文献类型： 外文期刊

作者： Zhu, Ming-Dong ¹ ; Zhang, Meng ² ; Gao, Du-Juan ¹ ; Zhou, Kun ¹ ; Tang, Shan-Jun ¹ ; Zhou, Bin ¹ ; Lv, Yan-Mei ¹ ;

作者机构： 1.Minist Agr, Key Lab Indica Rice Genet & Breeding Middle & Low, Hunan Rice Res Inst, Changsha 410125, Peoples R China

2.Hunan Univ, Coll Biol, Hunan Key Lab Plant Funct Genom & Dev Regulat, Changsha 410082, Hunan, Peoples R China

关键词： drought; abscisic acid; gene expression; polyamines; reactive oxygen species

期刊名称：INTERNATIONAL JOURNAL OF MOLECULAR SCIENCES （ 影响因子：5.923； 五年影响因子：6.132 ）

ISSN：

年卷期： 2020 年 21 卷 5 期

页码：

收录情况： SCI

摘要： Drought is a serious problem, which causes heavy yield losses for rice. Heat-shock factors (HSFs) had been implicated in tolerance to drought and high temperature. However, there has not been much functional characterization and mechanism clarification in rice. Previously, we found an HSF gene, OsHSFA3, was highly related with drought tolerance after screening from 10,000 different samples.

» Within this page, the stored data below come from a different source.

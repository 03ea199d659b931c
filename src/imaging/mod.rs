//! Image handles over two engines.
//!
//! | Engine | Good at | Module |
//! |---|---|---|
//! | **Geometry** | decode/encode, resize, crop, rotate, composite | [`geometry`] |
//! | **Typography** | text with fonts, kerning, strokes, shadows | [`typography`] |
//!
//! An [`ImageHandle`] holds its pixels in exactly one engine and moves them
//! through a lossless PNG intermediate when an operation needs the other
//! one. See [`handle`] for the locking rules and [`composite`] for layering.
//!
//! The module is split into:
//! - **Calculations**: Pure functions for scale, placement and clipping math (unit testable)
//! - **Parameters**: Data structures describing image operations
//! - **Backend**: error type, backend identity and native resource accounting
//! - **Engines**: [`GeometryHandle`], [`TypographyHandle`] and the converter between them
//! - **Handle**: the routing [`ImageHandle`] and its operations

pub mod backend;
pub mod calculations;
pub mod composite;
mod convert;
pub mod engines;
pub mod fonts;
pub mod geometry;
pub mod handle;
pub mod layout;
mod params;
pub mod typography;

pub use backend::{Backend, EngineImage, EngineStats, ImagingError, NativeId, Result, StatsSnapshot};
pub use composite::{BlendMode, CompositeOptions};
pub use engines::{Engines, TextDefaults};
pub use fonts::{FontRegistry, FontSpec, LoadedFont};
pub use geometry::GeometryHandle;
pub use handle::{ImageHandle, ResizeOptions, TextOptions};
pub use layout::{BitDepth, ColorModel, PixelLayout};
pub use params::{
    Angle, Color, ColorSpace, Direction, Gravity, Interesting, Kernel, OutputFormat, Quality,
    SaveOptions, TextAlign,
};
pub use typography::{DrawingContext, Shadow, Stroke, TypographyHandle};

Herein, we cloned the OsHSFA3 from rice and overexpressed it in Arabidopsis thaliana to study its regulatory mechanism of drought tolerance. Phenotypic and physiological assays of the transgenic Arabidopsis lines showed that overexpression of OsHSFA3 confers drought tolerance by reducing water loss and reactive oxygen species (ROS) levels, whereas it increases abscisic acid (ABA) levels. However, enzymatic antioxidants such as activity levels of superoxide dismutase, peroxidase and catalase were not significantly different between wild type and transgenic lines. Instead, we observed a significant increase in polyamine content, which was correlated with increased AtADC1, AtADC2, SPDS1 and SPMS expression levels. In silico and in vivo analyses confirmed that OsHSFA3 is a nuclear-localized gene. In addition, OsHSFA3 can bind to the promoter of AtADC1 and OsADC via a yeast one-hybrid assay. Overall, this study reveals that OsHSFA3 improves drought tolerance in Arabidopsis not only by increasing ABA levels, but also by modulating polyamine levels to maintain ROS homeostasis, therefore it could be a strong candidate to develop drought-tolerant rice cultivars.